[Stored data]
********************

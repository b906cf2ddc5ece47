// src/error_recovery.rs
//! Retry with backoff for single remote calls.
//!
//! Two schedules share one base delay: an exponential one for explicit
//! rate-limit answers and a linear one for every other transient failure.

use crate::constants::{DEFAULT_MAX_ATTEMPTS, RETRY_BASE_DELAY, RETRY_MAX_DELAY};
use crate::error::AttemptError;
use std::time::Duration;

/// How often and how patiently a single remote call is retried.
#[derive(Debug, Clone, Copy, PartialEq, Eq)]
pub struct RetryPolicy {
    /// Total attempts including the first one. Always at least 1.
    pub max_attempts: u32,
    pub base_delay: Duration,
    pub max_delay: Duration,
}

impl Default for RetryPolicy {
    fn default() -> Self {
        Self {
            max_attempts: DEFAULT_MAX_ATTEMPTS,
            base_delay: RETRY_BASE_DELAY,
            max_delay: RETRY_MAX_DELAY,
        }
    }
}

impl RetryPolicy {
    /// A policy with the default delays and the given attempt budget.
    pub fn with_max_attempts(max_attempts: u32) -> Self {
        Self {
            max_attempts: max_attempts.max(1),
            ..Self::default()
        }
    }

    /// A policy that retries without sleeping. Used by tests and dry runs.
    pub fn immediate(max_attempts: u32) -> Self {
        Self {
            max_attempts: max_attempts.max(1),
            base_delay: Duration::ZERO,
            max_delay: Duration::ZERO,
        }
    }

    /// Wait after the `attempt`-th call (1-based) was rate limited:
    /// `min(base * 2^attempt, max)`.
    pub fn rate_limit_delay(&self, attempt: u32) -> Duration {
        let factor = 2u32.saturating_pow(attempt);
        self.base_delay
            .checked_mul(factor)
            .unwrap_or(self.max_delay)
            .min(self.max_delay)
    }

    /// Wait after the `attempt`-th call (1-based) failed for any other reason:
    /// `base * attempt`.
    pub fn transient_delay(&self, attempt: u32) -> Duration {
        self.base_delay.saturating_mul(attempt)
    }

    /// Picks the schedule that matches the failure.
    pub fn delay_after(&self, attempt: u32, error: &AttemptError) -> Duration {
        if error.is_rate_limited() {
            self.rate_limit_delay(attempt)
        } else {
            self.transient_delay(attempt)
        }
    }
}

/// The last error seen once the attempt budget ran out.
#[derive(Debug, Clone, PartialEq, Eq)]
pub struct RetriesExhausted {
    pub attempts: u32,
    pub last_error: AttemptError,
}

/// Retries an async operation until it succeeds or the policy's attempt
/// budget is spent. There is no sleep after the final attempt.
pub async fn retry_with_backoff<F, T, Fut>(
    policy: &RetryPolicy,
    mut operation: F,
) -> Result<T, RetriesExhausted>
where
    F: FnMut(u32) -> Fut,
    Fut: std::future::Future<Output = Result<T, AttemptError>>,
{
    let max_attempts = policy.max_attempts.max(1);
    let mut attempt = 1;

    loop {
        match operation(attempt).await {
            Ok(result) => {
                if attempt > 1 {
                    log::debug!("Attempt {} succeeded after retry", attempt);
                }
                return Ok(result);
            }
            Err(e) if attempt < max_attempts => {
                let delay = policy.delay_after(attempt, &e);
                if e.is_rate_limited() {
                    log::info!(
                        "⏳ Rate limited. Waiting {}ms before retry ({}/{})",
                        delay.as_millis(),
                        attempt,
                        max_attempts
                    );
                } else {
                    log::warn!(
                        "Attempt {} failed ({}), retrying after {:?}",
                        attempt,
                        e,
                        delay
                    );
                }
                tokio::time::sleep(delay).await;
                attempt += 1;
            }
            Err(e) => {
                return Err(RetriesExhausted {
                    attempts: attempt,
                    last_error: e,
                })
            }
        }
    }
}

#[cfg(test)]
mod tests {
    use super::*;
    use std::sync::atomic::{AtomicU32, Ordering};

    #[test]
    fn rate_limit_delay_doubles_then_caps() {
        let policy = RetryPolicy::default();
        assert_eq!(policy.rate_limit_delay(1), Duration::from_millis(2000));
        assert_eq!(policy.rate_limit_delay(2), Duration::from_millis(4000));
        assert_eq!(policy.rate_limit_delay(3), Duration::from_millis(8000));
        assert_eq!(policy.rate_limit_delay(4), Duration::from_millis(10_000));
        assert_eq!(policy.rate_limit_delay(40), Duration::from_millis(10_000));
    }

    #[test]
    fn transient_delay_is_linear() {
        let policy = RetryPolicy::default();
        assert_eq!(policy.transient_delay(1), Duration::from_millis(1000));
        assert_eq!(policy.transient_delay(2), Duration::from_millis(2000));
    }

    #[test]
    fn zero_attempts_is_clamped() {
        assert_eq!(RetryPolicy::with_max_attempts(0).max_attempts, 1);
    }

    #[tokio::test]
    async fn stops_after_budget() {
        let calls = AtomicU32::new(0);
        let policy = RetryPolicy::immediate(3);
        let result: Result<(), _> = retry_with_backoff(&policy, |_| {
            calls.fetch_add(1, Ordering::SeqCst);
            async { Err(AttemptError::Status(500)) }
        })
        .await;

        assert_eq!(calls.load(Ordering::SeqCst), 3);
        assert_eq!(
            result,
            Err(RetriesExhausted {
                attempts: 3,
                last_error: AttemptError::Status(500)
            })
        );
    }

    #[tokio::test(start_paused = true)]
    async fn waits_on_the_rate_limit_schedule() {
        let policy = RetryPolicy::default();
        let start = tokio::time::Instant::now();
        let result = retry_with_backoff(&policy, |attempt| async move {
            if attempt < 3 {
                Err(AttemptError::RateLimited)
            } else {
                Ok(attempt)
            }
        })
        .await;

        assert_eq!(result, Ok(3));
        // 2s after the first 429, 4s after the second.
        assert_eq!(start.elapsed(), Duration::from_millis(6000));
    }
}
// src/pipeline.rs
//! Pipeline capability traits: the seams between fetching and the outside world.
//!
//! The fetch pipeline never prints and never writes files itself. It reports
//! progress through a `ProgressReporter` and hands finished chunks to a
//! `ChunkSink`, so each side can be tested in isolation.

use crate::api::FetchedItem;
use crate::error::AppError;

/// How a progress message should be presented.
#[derive(Debug, Clone, Copy, PartialEq, Eq)]
pub enum Severity {
    Info,
    Success,
    Warning,
    Error,
}

/// Structured progress emitted while an export runs.
#[derive(Debug, Clone, PartialEq, Eq)]
pub enum ProgressEvent {
    Started {
        total: usize,
    },
    BatchSettled {
        processed: usize,
        total: usize,
        failed: usize,
    },
    ChunkStarted {
        index: usize,
        total_chunks: usize,
        size: usize,
    },
    ChunkFlushed {
        index: usize,
        conversations: usize,
    },
    Completed {
        exported: usize,
        failed: usize,
    },
    Failed {
        reason: String,
    },
}

impl ProgressEvent {
    /// One line of human readable text for this event.
    pub fn message(&self) -> String {
        match self {
            ProgressEvent::Started { total } => {
                format!("Found {} conversations, starting export", total)
            }
            ProgressEvent::BatchSettled {
                processed,
                total,
                failed,
            } => {
                let percent = if *total == 0 {
                    100
                } else {
                    processed * 100 / total
                };
                if *failed > 0 {
                    format!(
                        "Processed {}/{} ({}%), {} failed so far",
                        processed, total, percent, failed
                    )
                } else {
                    format!("Processed {}/{} ({}%)", processed, total, percent)
                }
            }
            ProgressEvent::ChunkStarted {
                index,
                total_chunks,
                size,
            } => format!(
                "Processing chunk {}/{} ({} conversations)",
                index, total_chunks, size
            ),
            ProgressEvent::ChunkFlushed {
                index,
                conversations,
            } => format!("Chunk {} written ({} conversations)", index, conversations),
            ProgressEvent::Completed { exported, failed } => {
                if *failed > 0 {
                    format!(
                        "Export complete: {} conversations exported, {} failed",
                        exported, failed
                    )
                } else {
                    format!("Export complete: {} conversations exported", exported)
                }
            }
            ProgressEvent::Failed { reason } => format!("Export failed: {}", reason),
        }
    }

    pub fn severity(&self) -> Severity {
        match self {
            ProgressEvent::Completed { failed, .. } if *failed > 0 => Severity::Warning,
            ProgressEvent::Completed { .. } | ProgressEvent::ChunkFlushed { .. } => {
                Severity::Success
            }
            ProgressEvent::Failed { .. } => Severity::Error,
            _ => Severity::Info,
        }
    }
}

/// Receives progress notifications. Implementations decide how to show them.
pub trait ProgressReporter: Send + Sync {
    fn notify(&self, message: &str, severity: Severity);

    fn report(&self, event: &ProgressEvent) {
        self.notify(&event.message(), event.severity());
    }
}

/// A reporter that drops everything.
#[derive(Debug, Default, Clone, Copy)]
pub struct SilentReporter;

impl ProgressReporter for SilentReporter {
    fn notify(&self, _message: &str, _severity: Severity) {}
}

/// A completed chunk of a flushed export.
#[derive(Debug, Clone, PartialEq)]
pub struct ChunkOutput {
    /// 1-based chunk number.
    pub index: usize,
    pub total_chunks: usize,
    /// Successes of this chunk, newest first.
    pub items: Vec<FetchedItem>,
}

/// Destination for chunks that are written out as soon as they complete.
pub trait ChunkSink: Send {
    fn flush_chunk(&mut self, chunk: ChunkOutput) -> Result<(), AppError>;
}

#[cfg(test)]
mod tests {
    use super::*;

    #[test]
    fn batch_message_includes_percentage() {
        let event = ProgressEvent::BatchSettled {
            processed: 5,
            total: 20,
            failed: 0,
        };
        assert_eq!(event.message(), "Processed 5/20 (25%)");
        assert_eq!(event.severity(), Severity::Info);
    }

    #[test]
    fn completion_with_failures_is_a_warning() {
        let event = ProgressEvent::Completed {
            exported: 3,
            failed: 1,
        };
        assert_eq!(event.severity(), Severity::Warning);
        assert!(event.message().contains("1 failed"));
    }
}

********************

*Work order:* In the records above, find each line that holds the word "index"; copy all such lines.

*Written response:*
        index: usize,
        index: usize,
                index,
                index, total_chunks, size
                index,
            } => format!("Chunk {} written ({} conversations)", index, conversations),
    pub index: usize,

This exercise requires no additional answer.